Accademia di Francia

L'Accademia di Francia e il Provveditorato regionale dell'amministrazione penitenziaria del Lazio a breve avvieranno al lavoro due persone detenute presso la Casa circondariale femmininile e la Casa di reclusione maschile di Rebibbia. Si tratta di un progetto presentato il 16 ottobre scorso presso Villa Medici, sede dell'Accademia, alla presenza della direttrice Muryel Mayette-Holtz e del provveditore Maria Claudia Di Paolo. Con la partecipazione anche delle persone selezionate, che tutti hanno avuto modo di conoscere, è stata contestualmente illustrata l'iniziativa: dal 2 novembre, per 36 ore settimanali e per sei mesi, eventualmente rinnovabili, con una retribuzione pari alla gratificazione prevista per gli stagiers francesi, si occuperanno dei giardini e di tutti i lavori di cura e manutenzione degli stessi, comprese le attività di trasporto e sistemazione di piccoli mobili (I settore, come indicato nel progetto), e delle pulizie interne ed esterne dell'Accademia, dunque scale, saloni, camere ed anche piazzale, viali e fontane e, ove vi fosse la necessità, anche piccoli lavori di manutenzione (II settore, sempre da progetto).

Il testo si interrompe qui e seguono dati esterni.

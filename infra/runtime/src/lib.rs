//! # Runtime
//!
//! Standardized [Tokio](https://tokio.rs) runtime construction for the workspace.
//!
//! ## Profiles
//! * **Sequential**: A current-thread runtime. Every store call and file operation is awaited
//!   one after another on the calling thread; there is no worker pool to fan work out to.
//!
//! ## Example
//!
//! ```rust,ignore
//! #[cfgsync_runtime::main(sequential)]
//! async fn main() -> anyhow::Result<()> {
//!     Ok(())
//! }
//! ```

pub use anyhow::Result;
pub use cfgsync_derive::main;

use anyhow::anyhow;
use tokio::runtime::{Builder, Runtime};
use tracing::debug;

/// Scheduling profile of a runtime.
#[derive(Debug, Clone, Copy, Default, PartialEq, Eq)]
pub enum RuntimeProfile {
    /// Current-thread scheduler, no worker pool.
    #[default]
    Sequential,
}

/// Creates a new Tokio runtime for the given profile with I/O and timers enabled.
///
/// # Errors
///
/// Returns an [`anyhow::Error`] if the runtime cannot be created, typically due to
/// OS-level limitations.
pub fn build_runtime(profile: RuntimeProfile) -> Result<Runtime> {
    debug!(?profile, "Building tokio runtime");

    let mut builder = match profile {
        RuntimeProfile::Sequential => Builder::new_current_thread(),
    };

    builder.enable_all();

    builder.build().map_err(|e| anyhow!("Failed to initialize runtime: {e}"))
}

#[cfg(test)]
mod tests {
    use super::*;

    #[test]
    fn sequential_is_the_default_profile() {
        assert_eq!(RuntimeProfile::default(), RuntimeProfile::Sequential);
    }

    #[test]
    fn sequential_runtime_stays_on_the_calling_thread() {
        let rt = build_runtime(RuntimeProfile::Sequential).unwrap();
        let caller = std::thread::current().id();
        let inside = rt.block_on(async { std::thread::current().id() });
        assert_eq!(inside, caller);
    }

    #[test]
    fn sequential_runtime_runs_futures() {
        let rt = build_runtime(RuntimeProfile::Sequential).unwrap();
        let value = rt.block_on(async { 40 + 2 });
        assert_eq!(value, 42);
    }
}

Questo progetto è nato anche grazie alla riflessione che l'Accademia ha operato circa i propri doveri in termini di responsabilità sociale esterna, derivata dalla politica sostenuta dal Ministero della cultura e della comunicazione francese. I risultati del percorso trattamentale che verrà così intrapreso, saranno monitorati in collaborazione con gli operatori dell'istituto penitenziario di Rebibbia.